MATERIAL PROVIDED Start Marker

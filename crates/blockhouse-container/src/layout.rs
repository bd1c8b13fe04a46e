//! On-Disk Container Layout
//!
//! Everything a container owns lives under one directory on one volume:
//!
//! ```text
//! <volume-root>/<cluster-or-scm-id>/<container-id>/
//!   metadata/
//!     <container-id>.container            # descriptor
//!     <container-id>-dn-container.db/     # embedded store
//!   chunks/
//!     <block-local-id>_chunk_<n>          # chunk files
//! ```
//!
//! These are pure path computations; nothing here touches the filesystem.
//! Temp files are always created next to their target so the final rename
//! stays on one filesystem and therefore atomic.

use std::path::{Path, PathBuf};

/// Extension of the descriptor file.
pub const DESCRIPTOR_EXTENSION: &str = ".container";

/// Suffix of the embedded store directory.
pub const STORE_DIR_SUFFIX: &str = "-dn-container.db";

pub const METADATA_DIR: &str = "metadata";
pub const CHUNKS_DIR: &str = "chunks";

pub fn container_root(volume_root: &Path, id_dir: &str, container_id: u64) -> PathBuf {
    volume_root.join(id_dir).join(container_id.to_string())
}

pub fn metadata_dir(volume_root: &Path, id_dir: &str, container_id: u64) -> PathBuf {
    container_root(volume_root, id_dir, container_id).join(METADATA_DIR)
}

pub fn chunks_dir(volume_root: &Path, id_dir: &str, container_id: u64) -> PathBuf {
    container_root(volume_root, id_dir, container_id).join(CHUNKS_DIR)
}

pub fn descriptor_file(metadata_dir: &Path, container_id: u64) -> PathBuf {
    metadata_dir.join(format!("{container_id}{DESCRIPTOR_EXTENSION}"))
}

pub fn store_dir(metadata_dir: &Path, container_id: u64) -> PathBuf {
    metadata_dir.join(format!("{container_id}{STORE_DIR_SUFFIX}"))
}

pub fn chunk_file(chunks_dir: &Path, block_local_id: u64, chunk_index: u32) -> PathBuf {
    chunks_dir.join(format!("{block_local_id}_chunk_{chunk_index}"))
}

/// The full set of paths one container occupies, computed once at
/// create/import time and carried with the container data.
#[derive(Debug, Clone, PartialEq, Eq)]
pub struct ContainerPaths {
    pub root: PathBuf,
    pub metadata_dir: PathBuf,
    pub chunks_dir: PathBuf,
    pub descriptor_file: PathBuf,
    pub store_dir: PathBuf,
}

impl ContainerPaths {
    pub fn build(volume_root: &Path, id_dir: &str, container_id: u64) -> Self {
        let root = container_root(volume_root, id_dir, container_id);
        let metadata = root.join(METADATA_DIR);
        Self {
            chunks_dir: root.join(CHUNKS_DIR),
            descriptor_file: descriptor_file(&metadata, container_id),
            store_dir: store_dir(&metadata, container_id),
            metadata_dir: metadata,
            root,
        }
    }
}

#[cfg(test)]
mod tests {
    use super::*;

    #[test]
    fn test_paths_under_one_root() {
        let paths = ContainerPaths::build(Path::new("/data/vol1"), "cluster-a", 42);
        assert_eq!(paths.root, Path::new("/data/vol1/cluster-a/42"));
        assert_eq!(paths.metadata_dir, Path::new("/data/vol1/cluster-a/42/metadata"));
        assert_eq!(paths.chunks_dir, Path::new("/data/vol1/cluster-a/42/chunks"));
        assert_eq!(
            paths.descriptor_file,
            Path::new("/data/vol1/cluster-a/42/metadata/42.container")
        );
        assert_eq!(
            paths.store_dir,
            Path::new("/data/vol1/cluster-a/42/metadata/42-dn-container.db")
        );
    }

    #[test]
    fn test_chunk_file_name() {
        let f = chunk_file(Path::new("/data/vol1/c/42/chunks"), 1001, 3);
        assert_eq!(f, Path::new("/data/vol1/c/42/chunks/1001_chunk_3"));
    }

    #[test]
    fn test_descriptor_next_to_store() {
        // The temp-and-rename discipline depends on descriptor and temp file
        // sharing a parent.
        let md = metadata_dir(Path::new("/v"), "c", 7);
        let desc = descriptor_file(&md, 7);
        assert_eq!(desc.parent().unwrap(), md.as_path());
    }
}
#[async_trait]
impl ReplicaClient for MockClient {
    async fn send(
        &self,
        request: ContainerCommandRequest,
    ) -> Result<ContainerCommandResponse, ClientError> {
        if request.cmd_type == ContainerCommand::GetBlock as i32 {
            self.net.get_block_calls.fetch_add(1, Ordering::SeqCst);
            if let Some(fail) = self.net.get_block_failures.lock().unwrap().pop_front() {
                return match fail {
                    Fail::Transport => {
                        Err(ClientError::RpcTransport("connection refused".into()))
                    }
                    Fail::Storage(result) => Ok(failure_response(request.cmd_type, result)),
                };
            }
            let get_block = request
                .get_block
                .expect("GetBlock request without payload");
            let block_id = get_block.block_id.to_block_id();
            let blocks = self.net.blocks.lock().unwrap();
            let (record, _) = blocks.get(&block_id).expect("unknown block");
            return Ok(ContainerCommandResponse {
                cmd_type: request.cmd_type,
                trace_id: None,
                result: ContainerResult::Success as i32,
                message: None,
                get_block: Some(GetBlockResponseProto {
                    block_data: record.clone(),
                }),
                read_chunk: None,
            });
        }

        if request.cmd_type == ContainerCommand::ReadChunk as i32 {
            self.net.read_chunk_calls.fetch_add(1, Ordering::SeqCst);
            if let Some(fail) = self.net.read_chunk_failures.lock().unwrap().pop_front() {
                return match fail {
                    Fail::Transport => Err(ClientError::RpcTransport("broken pipe".into())),
                    Fail::Storage(result) => Ok(failure_response(request.cmd_type, result)),
                };
            }
            let read_chunk = request
                .read_chunk
                .expect("ReadChunk request without payload");
            let block_id = read_chunk.block_id.to_block_id();
            let chunk = read_chunk.chunk_data;
            let read_offset = read_chunk.read_offset.unwrap_or(0);
            let mut read_len = read_chunk.read_len.unwrap_or(chunk.len);
            if let Some(cap) = self.net.short_read_once.lock().unwrap().take() {
                read_len = read_len.min(cap);
            }
            let blocks = self.net.blocks.lock().unwrap();
            let (_, data) = blocks.get(&block_id).expect("unknown block");
            let start = (chunk.offset + read_offset) as usize;
            let end = (start + read_len as usize).min(data.len());
            return Ok(ContainerCommandResponse {
                cmd_type: request.cmd_type,
                trace_id: None,
                result: ContainerResult::Success as i32,
                message: None,
                get_block: None,
                read_chunk: Some(ReadChunkResponseProto {
                    block_id: read_chunk.block_id,
                    chunk_data: chunk,
                    data: data.slice(start..end),
                }),
            });
        }

        Ok(failure_response(
            request.cmd_type,
            ContainerResult::UnsupportedRequest,
        ))
    }

    fn address(&self) -> &str {
        &self.address
    }
}

#[derive(Default)]
struct FactoryStats {
    acquires: AtomicUsize,
    releases: AtomicUsize,
    invalidations: AtomicUsize,
    non_standalone_acquires: AtomicUsize,
}

struct MockFactory {
    net: Arc<MockNet>,
    stats: FactoryStats,
}

impl MockFactory {
    fn new(net: Arc<MockNet>) -> Arc<Self> {
        Arc::new(Self {
            net,
            stats: FactoryStats::default(),
        })
    }
}

#[async_trait]
impl ClientFactory for MockFactory {
    async fn acquire_read_client(
        &self,
        pipeline: &Pipeline,
    ) -> Result<Arc<dyn ReplicaClient>, ClientError> {
        self.stats.acquires.fetch_add(1, Ordering::SeqCst);
        if !pipeline.replication.is_standalone() {
            self.stats
                .non_standalone_acquires
                .fetch_add(1, Ordering::SeqCst);
        }
        let node = pipeline
            .first_node()
            .ok_or_else(|| ClientError::Internal("empty pipeline".into()))?;
        Ok(Arc::new(MockClient {
            address: node.address.clone(),
            net: Arc::clone(&self.net),
        }))
    }

    async fn release_read_client(&self, _client: Arc<dyn ReplicaClient>, invalidate: bool) {
        self.stats.releases.fetch_add(1, Ordering::SeqCst);
        if invalidate {
            self.stats.invalidations.fetch_add(1, Ordering::SeqCst);
        }
    }
}

struct FixedRefresher {
    pipeline: Mutex<Option<Pipeline>>,
    calls: AtomicUsize,
}

impl FixedRefresher {
    fn new(pipeline: Option<Pipeline>) -> Arc<Self> {
        Arc::new(Self {
            pipeline: Mutex::new(pipeline),
            calls: AtomicUsize::new(0),
        })
    }
}

#[async_trait]
impl PipelineRefresher for FixedRefresher {
    async fn refresh(&self, _block_id: BlockId) -> Option<Pipeline> {
        self.calls.fetch_add(1, Ordering::SeqCst);
        self.pipeline.lock().unwrap().clone()
    }
}

// ---------------------------------------------------------------
// Helpers
// ---------------------------------------------------------------

fn pipeline_of(addresses: &[&str]) -> Pipeline {
    Pipeline::new(
        PipelineId::random(),
        ReplicationConfig::Replicated(ReplicationFactor::Three),
        addresses
            .iter()
            .map(|a| DatanodeDetails::new(Uuid::new_v4(), *a))
            .collect(),
    )
}

fn block_bytes(len: usize) -> Bytes {
    Bytes::from((0..len).map(|i| (i % 251) as u8).collect::<Vec<u8>>())
}

fn fast_policy() -> RetryPolicy {
    RetryPolicy::new(3, Duration::ZERO)
}

struct Setup {
    net: Arc<MockNet>,
    factory: Arc<MockFactory>,
    stream: BlockReadStream,
    data: Bytes,
}

fn setup(len: usize, chunk_size: u64, verify: bool) -> Setup {
    let net = Arc::new(MockNet::default());
    let data = block_bytes(len);
    let block_id = BlockId::new(1, 100);
    net.put_block(block_id, data.clone(), chunk_size);
    let factory = MockFactory::new(Arc::clone(&net));
    let stream = BlockReadStream::new(
        block_id,
        len as u64,
        pipeline_of(&["dn1:9859", "dn2:9859", "dn3:9859"]),
        None,
        verify,
        factory.clone() as Arc<dyn ClientFactory>,
        None,
        fast_policy(),
    );
    Setup {
        net,
        factory,
        stream,
        data,
    }
}

async fn read_exact(stream: &mut BlockReadStream, len: usize) -> Vec<u8> {
    let mut buf = vec![0u8; len];
    let n = stream.read(&mut buf).await.unwrap();
    buf.truncate(n);
    buf
}

// ---------------------------------------------------------------
// Plain reads
// ---------------------------------------------------------------

#[tokio::test]
async fn read_whole_block() {
    let mut s = setup(100, 40, true);
    let out = read_exact(&mut s.stream, 100).await;
    assert_eq!(out, s.data.as_ref());
    assert_eq!(s.stream.pos(), 100);

    // EOF afterwards.
    let mut buf = [0u8; 10];
    assert_eq!(s.stream.read(&mut buf).await.unwrap(), 0);
}

#[tokio::test]
async fn read_with_arbitrary_buffer_sizes() {
    let mut s = setup(400, 40, true);
    let mut collected = Vec::new();
    for size in [1usize, 3, 7, 64, 39, 41, 100, 400] {
        let part = read_exact(&mut s.stream, size).await;
        if part.is_empty() {
            break;
        }
        collected.extend_from_slice(&part);
    }
    // Drain the rest.
    loop {
        let part = read_exact(&mut s.stream, 33).await;
        if part.is_empty() {
            break;
        }
        collected.extend_from_slice(&part);
    }
    assert_eq!(collected, s.data.as_ref());
}
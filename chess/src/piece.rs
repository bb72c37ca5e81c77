//! Pieces and their movement rules

use crate::between;
use crate::board::Board;
use crate::castling;
use crate::moves::{MoveInfo, MoveKind, PromotePiece, Verdict};
use crate::types::{Color, InvalidCoordinate, PieceId, PieceKind, Position};
use gridchess_base::geometry;

use tracing::debug;

/// Chess piece
///
/// A piece is created detached. It becomes live when added to a [`Board`], which assigns it
/// an identifier and marks it as being on board. The piece doesn't hold a reference to its
/// board. Instead, every rule that needs occupancy takes the board as an argument.
///
/// Pieces stored in the board are mutated only through the board. Copies obtained via
/// [`Board::piece()`] are snapshots and don't follow later changes.
#[derive(Debug, Copy, Clone, PartialEq, Eq, Hash)]
pub struct Piece {
    kind: PieceKind,
    color: Color,
    position: Position,
    id: Option<PieceId>,
    on_board: bool,
    moved: bool,
}

impl Piece {
    /// Creates a detached piece
    pub const fn new(kind: PieceKind, color: Color, position: Position) -> Piece {
        Piece {
            kind,
            color,
            position,
            id: None,
            on_board: false,
            moved: false,
        }
    }

    /// Creates a detached piece standing on the cell with notation `s` (like `"E4"`)
    pub fn from_notation(
        kind: PieceKind,
        color: Color,
        s: &str,
    ) -> Result<Piece, InvalidCoordinate> {
        Ok(Piece::new(kind, color, Position::from_notation(s)?))
    }

    #[inline]
    pub const fn kind(&self) -> PieceKind {
        self.kind
    }

    #[inline]
    pub const fn color(&self) -> Color {
        self.color
    }

    #[inline]
    pub const fn position(&self) -> Position {
        self.position
    }

    /// Identifier assigned by the board, `None` if the piece was never added to a board
    ///
    /// The identifier is kept after the piece is captured.
    #[inline]
    pub const fn id(&self) -> Option<PieceId> {
        self.id
    }

    #[inline]
    pub const fn is_on_board(&self) -> bool {
        self.on_board
    }

    /// Returns `true` if the piece has moved at least once on its board
    #[inline]
    pub const fn has_moved(&self) -> bool {
        self.moved
    }

    #[inline]
    pub const fn value(&self) -> u32 {
        self.kind.value()
    }

    /// Unicode glyph of the piece
    #[inline]
    pub fn symbol(&self) -> char {
        self.kind.as_utf8_char(self.color)
    }

    pub(crate) fn set_position(&mut self, position: Position) {
        self.position = position;
    }

    pub(crate) fn set_id(&mut self, id: PieceId) {
        self.id = Some(id);
    }

    pub(crate) fn set_on_board(&mut self, on_board: bool) {
        self.on_board = on_board;
    }

    pub(crate) fn set_moved(&mut self) {
        self.moved = true;
    }

    pub(crate) fn set_kind(&mut self, kind: PieceKind) {
        self.kind = kind;
    }

    /// Checks whether the piece can go to `target` on board `b`
    ///
    /// Only the movement shape, path obstruction and the target occupancy are considered.
    /// Castling is not known here, as it is a rule of the board, see
    /// [`Board::is_valid_move()`]. The board is never modified.
    ///
    /// A piece which is not on a board cannot move anywhere.
    pub fn is_valid_move(&self, b: &Board, target: Position) -> MoveInfo {
        if !self.on_board {
            return MoveInfo::rejected(target, Verdict::Detached);
        }
        let src = self.position;
        if src.distance(target) == 0 {
            return MoveInfo::rejected(target, Verdict::NotAMove);
        }
        let attack = match b.piece_at(target) {
            Some(other) if other.color == self.color => {
                return MoveInfo::rejected(target, Verdict::SameColor)
            }
            Some(_) => true,
            None => false,
        };
        match self.kind {
            PieceKind::King => jump(target, src.distance(target) == 1, attack),
            PieceKind::Knight => jump(target, is_knight_shape(src, target), attack),
            PieceKind::Rook => slide(b, src, target, between::is_rook_valid(src, target), attack),
            PieceKind::Bishop => {
                slide(b, src, target, between::is_bishop_valid(src, target), attack)
            }
            PieceKind::Queen => {
                let shape =
                    between::is_rook_valid(src, target) || between::is_bishop_valid(src, target);
                slide(b, src, target, shape, attack)
            }
            PieceKind::Pawn => self.pawn_move(b, target, attack),
        }
    }

    /// Returns `true` if the piece attacks `target`, whatever stands there
    ///
    /// Unlike [`Piece::is_valid_move()`], pawns attack both forward diagonals even if they are
    /// empty, and pawn pushes are not attacks.
    pub fn attacks(&self, b: &Board, target: Position) -> bool {
        let src = self.position;
        if src == target {
            return false;
        }
        match self.kind {
            PieceKind::King => src.distance(target) == 1,
            PieceKind::Knight => is_knight_shape(src, target),
            PieceKind::Rook => {
                between::is_rook_valid(src, target) && between::is_path_clear(b, src, target)
            }
            PieceKind::Bishop => {
                between::is_bishop_valid(src, target) && between::is_path_clear(b, src, target)
            }
            PieceKind::Queen => {
                (between::is_rook_valid(src, target) || between::is_bishop_valid(src, target))
                    && between::is_path_clear(b, src, target)
            }
            PieceKind::Pawn => {
                src.delta_row(target) == geometry::pawn_forward_delta(self.color)
                    && src.diff_col(target) == 1
            }
        }
    }

    fn pawn_move(&self, b: &Board, target: Position, attack: bool) -> MoveInfo {
        let src = self.position;
        let forward = geometry::pawn_forward_delta(self.color);
        let delta_row = src.delta_row(target);
        let simple = if target.row() == geometry::promote_row(self.color) {
            MoveKind::Promote
        } else {
            MoveKind::Simple
        };

        match src.diff_col(target) {
            0 if delta_row == forward => match attack {
                true => MoveInfo::rejected(target, Verdict::Blocked),
                false => MoveInfo::accepted(target, false, simple),
            },
            0 if delta_row == 2 * forward && src.row() == geometry::pawn_start_row(self.color) => {
                if attack || !between::is_path_clear(b, src, target) {
                    return MoveInfo::rejected(target, Verdict::Blocked);
                }
                MoveInfo::accepted(target, false, MoveKind::PawnDouble)
            }
            1 if delta_row == forward => {
                if attack {
                    return MoveInfo::accepted(target, true, simple);
                }
                let passed = Position::from_parts(src.row(), target.col());
                if src.row() == geometry::enpassant_src_row(self.color)
                    && b.can_be_en_passanted(passed, self.color)
                {
                    return MoveInfo::accepted(target, true, MoveKind::Enpassant);
                }
                MoveInfo::rejected(target, Verdict::BadShape)
            }
            _ => MoveInfo::rejected(target, Verdict::BadShape),
        }
    }

    /// Moves the piece to `target` if the board allows it
    ///
    /// The move is validated again with [`Board::is_valid_move()`]. On success the captured
    /// piece (if any) is removed, the piece is relocated, the rook is brought over on castling
    /// and the pawn is turned into `promote` on the last row. The turn and the history are
    /// not touched: [`Board::move_piece()`] does that and is the usual way to move pieces.
    ///
    /// The piece is looked up on the board by its identifier, so a stale copy still moves
    /// the live piece.
    pub fn move_to(&self, b: &mut Board, target: Position, promote: PromotePiece) -> MoveInfo {
        let current = match self.id.and_then(|id| b.piece(id)) {
            Some(piece) => *piece,
            None => return MoveInfo::rejected(target, Verdict::Detached),
        };
        let Some(id) = current.id else {
            return MoveInfo::rejected(target, Verdict::Detached);
        };
        let info = b.move_info(&current, target);
        if !info.can_move() {
            return info;
        }

        let src = current.position;
        match info.kind() {
            MoveKind::Enpassant => {
                let taken = Position::from_parts(src.row(), target.col());
                debug!(%src, %target, %taken, "enpassant capture");
                b.remove_piece(taken);
            }
            _ if info.is_attack() => {
                debug!(%src, %target, "capture");
                b.remove_piece(target);
            }
            _ => {}
        }
        b.relocate(id, target);

        if let Some(side) = info.kind().castling_side() {
            let rook_src = castling::rook_src(current.color, side);
            if let Some(rook) = b.id_at(rook_src) {
                debug!(?side, color = ?current.color, "castling");
                b.teleport_rook_castle(rook, castling::rook_dst(current.color, side));
            }
        }
        if info.kind() == MoveKind::Promote {
            debug!(%target, ?promote, "promotion");
            b.promote(id, promote.into());
        }
        info
    }
}

#[inline]
fn is_knight_shape(src: Position, dst: Position) -> bool {
    matches!((src.diff_row(dst), src.diff_col(dst)), (2, 1) | (1, 2))
}

#[inline]
fn jump(target: Position, shape: bool, attack: bool) -> MoveInfo {
    match shape {
        true => MoveInfo::accepted(target, attack, MoveKind::Simple),
        false => MoveInfo::rejected(target, Verdict::BadShape),
    }
}

#[inline]
fn slide(b: &Board, src: Position, target: Position, shape: bool, attack: bool) -> MoveInfo {
    if !shape {
        return MoveInfo::rejected(target, Verdict::BadShape);
    }
    if !between::is_path_clear(b, src, target) {
        return MoveInfo::rejected(target, Verdict::Blocked);
    }
    MoveInfo::accepted(target, attack, MoveKind::Simple)
}
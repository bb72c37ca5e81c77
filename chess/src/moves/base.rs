use crate::piece::Piece;
use crate::types::{CastlingSide, Color, PieceKind, Position};

use std::fmt;

/// Move kind
#[derive(Debug, Default, Copy, Clone, PartialEq, Eq, Hash)]
#[repr(u8)]
pub enum MoveKind {
    /// Any move or capture without special rules
    #[default]
    Simple = 0,
    /// Kingside castling
    CastlingKingside = 1,
    /// Queenside castling
    CastlingQueenside = 2,
    /// Double pawn move from its starting row
    PawnDouble = 3,
    /// Enpassant
    Enpassant = 4,
    /// Pawn move or capture onto the promotion row
    Promote = 5,
}

impl MoveKind {
    #[inline]
    pub fn castling_side(self) -> Option<CastlingSide> {
        CastlingSide::try_from(self).ok()
    }
}

impl From<CastlingSide> for MoveKind {
    #[inline]
    fn from(side: CastlingSide) -> Self {
        match side {
            CastlingSide::King => Self::CastlingKingside,
            CastlingSide::Queen => Self::CastlingQueenside,
        }
    }
}

impl TryFrom<MoveKind> for CastlingSide {
    type Error = ();

    #[inline]
    fn try_from(kind: MoveKind) -> Result<Self, Self::Error> {
        match kind {
            MoveKind::CastlingKingside => Ok(Self::King),
            MoveKind::CastlingQueenside => Ok(Self::Queen),
            _ => Err(()),
        }
    }
}

/// Target piece for promotion
#[derive(Debug, Default, Copy, Clone, PartialEq, Eq, Hash)]
#[repr(u8)]
pub enum PromotePiece {
    Knight = 4,
    Bishop = 3,
    Rook = 2,
    #[default]
    Queen = 1,
}

impl PromotePiece {
    /// All the promotion choices, strongest first
    pub const ALL: [PromotePiece; 4] = [
        PromotePiece::Queen,
        PromotePiece::Rook,
        PromotePiece::Bishop,
        PromotePiece::Knight,
    ];
}

impl From<PromotePiece> for PieceKind {
    #[inline]
    fn from(p: PromotePiece) -> Self {
        match p {
            PromotePiece::Knight => PieceKind::Knight,
            PromotePiece::Bishop => PieceKind::Bishop,
            PromotePiece::Rook => PieceKind::Rook,
            PromotePiece::Queen => PieceKind::Queen,
        }
    }
}

impl TryFrom<PieceKind> for PromotePiece {
    type Error = ();

    #[inline]
    fn try_from(p: PieceKind) -> Result<Self, Self::Error> {
        match p {
            PieceKind::Knight => Ok(PromotePiece::Knight),
            PieceKind::Bishop => Ok(PromotePiece::Bishop),
            PieceKind::Rook => Ok(PromotePiece::Rook),
            PieceKind::Queen => Ok(PromotePiece::Queen),
            _ => Err(()),
        }
    }
}

/// Entry of the move history
///
/// Records where the piece went from and to, and keeps a snapshot of the piece as it was
/// right before the move. Moves returned by
/// [`Board::get_all_possible_moves()`](crate::Board::get_all_possible_moves) are built the
/// same way, so they can be replayed with [`Board::apply()`](crate::Board::apply).
#[derive(Debug, Copy, Clone, PartialEq, Eq, Hash)]
pub struct Move {
    src: Position,
    dst: Position,
    piece: Piece,
    kind: MoveKind,
    promote: Option<PromotePiece>,
    distance: u8,
}

impl Move {
    /// Creates a new move record
    ///
    /// `promote` is dropped unless `kind` is [`MoveKind::Promote`], and defaults to
    /// [`PromotePiece::Queen`] for promotions.
    pub fn new(
        src: Position,
        dst: Position,
        piece: Piece,
        kind: MoveKind,
        promote: Option<PromotePiece>,
    ) -> Move {
        let promote = match kind {
            MoveKind::Promote => Some(promote.unwrap_or_default()),
            _ => None,
        };
        Move {
            src,
            dst,
            piece,
            kind,
            promote,
            distance: src.distance(dst),
        }
    }

    #[inline]
    pub const fn src(&self) -> Position {
        self.src
    }

    #[inline]
    pub const fn dst(&self) -> Position {
        self.dst
    }

    /// Returns the moved piece as it was before the move
    #[inline]
    pub const fn piece(&self) -> &Piece {
        &self.piece
    }

    #[inline]
    pub const fn kind(&self) -> MoveKind {
        self.kind
    }

    #[inline]
    pub const fn promote(&self) -> Option<PromotePiece> {
        self.promote
    }

    /// Distance travelled, as given by [`Position::distance()`]
    #[inline]
    pub const fn distance(&self) -> u8 {
        self.distance
    }

    #[inline]
    pub fn side(&self) -> Color {
        self.piece.color()
    }
}

impl fmt::Display for Move {
    fn fmt(&self, f: &mut fmt::Formatter<'_>) -> Result<(), fmt::Error> {
        write!(f, "{}{}", self.src, self.dst)?;
        if let Some(p) = self.promote {
            write!(f, "{}", PieceKind::from(p).as_char(Color::Black))?;
        }
        Ok(())
    }
}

MATERIAL PROVIDED End Marker

Go through the listing above and list every line that has the word "rename".

//! Temp files are always created next to their target so the final rename
        // The temp-and-rename discipline depends on descriptor and temp file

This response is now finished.